When political candidates ignore the reality that fossil fuel kills in its capture and use; support agriculture modalities that are inhumane, soil depleting and toxic to the air, land and water; then, many agree, their underlying motivations must be scrutinized.  Does power, prestige or wealth motivate their indefensible positions? 

Today's voters, charged with finding candidates with honorable motivations, do not have an easy task. Super PACS, with unlimited financial resources, and a distracted media conspire against them.  However, voters must work to elect honorable representatives. 

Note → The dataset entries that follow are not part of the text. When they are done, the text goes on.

// src/overlay.rs
//
// Text-overlay editor support: direct-manipulation math (bounds, hit-testing,
// position clamping) plus the compositor that flattens a label onto a design's
// current image. Saving replaces only the current image; the original and the
// transform flags stay as they were.
use crate::errors::StudioError;
use ab_glyph::{FontVec, PxScale};
use image::Rgba;
use imageproc::drawing::{draw_text_mut, text_size};
use serde::{Deserialize, Serialize};
use std::path::Path;

pub const DEFAULT_FONT_FAMILY: &str = "DejaVuSans";

#[derive(Debug, Clone, Serialize, Deserialize)]
pub struct TextOverlay {
    pub text: String,
    pub font_size: f32,
    /// "#rrggbb"
    pub color: String,
    #[serde(default)]
    pub font_family: Option<String>,
    /// Top-left corner of the text in image pixels.
    pub x: i32,
    pub y: i32,
}

impl TextOverlay {
    pub fn validate(&self) -> Result<(), StudioError> {
        if self.text.trim().is_empty() {
            return Err(StudioError::Validation(
                "Overlay text must not be empty".to_string(),
            ));
        }
        if !(self.font_size > 0.0) {
            return Err(StudioError::Validation(
                "Font size must be positive".to_string(),
            ));
        }
        Ok(())
    }
}

pub fn parse_hex_color(color: &str) -> Result<Rgba<u8>, StudioError> {
    let hex = color.strip_prefix('#').unwrap_or(color);
    if hex.len() != 6 {
        return Err(StudioError::Validation(format!(
            "Color must be #rrggbb, got \"{}\"",
            color
        )));
    }
    let channel = |i: usize| {
        u8::from_str_radix(&hex[i..i + 2], 16).map_err(|_| {
            StudioError::Validation(format!("Color must be #rrggbb, got \"{}\"", color))
        })
    };
    Ok(Rgba([channel(0)?, channel(2)?, channel(4)?, 255]))
}

/// Pixel size of the rendered text.
pub fn text_bounds(font: &FontVec, overlay: &TextOverlay) -> (u32, u32) {
    let (w, h) = text_size(PxScale::from(overlay.font_size), font, &overlay.text);
    (w as u32, h as u32)
}

/// Whether a pointer position lands inside the rendered text's bounding box.
pub fn hit_test(overlay: &TextOverlay, bounds: (u32, u32), px: i32, py: i32) -> bool {
    let (w, h) = (bounds.0 as i32, bounds.1 as i32);
    px >= overlay.x && px < overlay.x + w && py >= overlay.y && py < overlay.y + h
}

/// Keeps the text's top-left corner inside the canvas while dragging.
pub fn clamp_position(overlay: &TextOverlay, canvas: (u32, u32), bounds: (u32, u32)) -> (i32, i32) {
    let max_x = (canvas.0 as i32 - bounds.0 as i32).max(0);
    let max_y = (canvas.1 as i32 - bounds.1 as i32).max(0);
    (overlay.x.clamp(0, max_x), overlay.y.clamp(0, max_y))
}

/// Flattens the overlay onto the base image and returns the new PNG bytes.
pub fn composite(base: &[u8], overlay: &TextOverlay, font: &FontVec) -> Result<Vec<u8>, StudioError> {
    overlay.validate()?;
    let color = parse_hex_color(&overlay.color)?;

    let mut canvas = image::load_from_memory(base)
        .map_err(|e| StudioError::Image(format!("Invalid base image: {}", e)))?
        .to_rgba8();

    let bounds = text_bounds(font, overlay);
    let (x, y) = clamp_position(overlay, canvas.dimensions(), bounds);
    draw_text_mut(
        &mut canvas,
        color,
        x,
        y,
        PxScale::from(overlay.font_size),
        font,
        &overlay.text,
    );

    let mut out = Vec::new();
    image::DynamicImage::ImageRgba8(canvas)
        .write_to(&mut std::io::Cursor::new(&mut out), image::ImageFormat::Png)
        .map_err(|e| StudioError::Image(format!("Failed to encode edited image: {}", e)))?;
    Ok(out)
}

/// Loads a font by family name from the configured fonts directory.
pub fn load_font(fonts_dir: &Path, family: Option<&str>) -> Result<FontVec, StudioError> {
    let family = family.unwrap_or(DEFAULT_FONT_FAMILY);
    if family.contains(['/', '\\', '.']) {
        return Err(StudioError::Validation(format!(
            "Invalid font family \"{}\"",
            family
        )));
    }

    let path = fonts_dir.join(format!("{}.ttf", family));
    let bytes = std::fs::read(&path).map_err(|e| {
        StudioError::Configuration(format!("Font {} not available: {}", path.display(), e))
    })?;
    FontVec::try_from_vec(bytes)
        .map_err(|e| StudioError::Configuration(format!("Font {} unreadable: {}", path.display(), e)))
}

It is wise to remember that before 1950 Haiti produced and consumed more than 80% of its food. As of 2008, Haiti imported more than half of its food while the farmers suffered due to government agriculture policies that allowed monolithic corporations to reign over operations and export product leaving poverty and deforestation in its wake. American corporations, and some candidates, are promoting the elimination of government oversight that has traditionally protected the health and well-being of American citizens.

Today, voters must vote as if their life depends on this 2012 election outcome, because it does.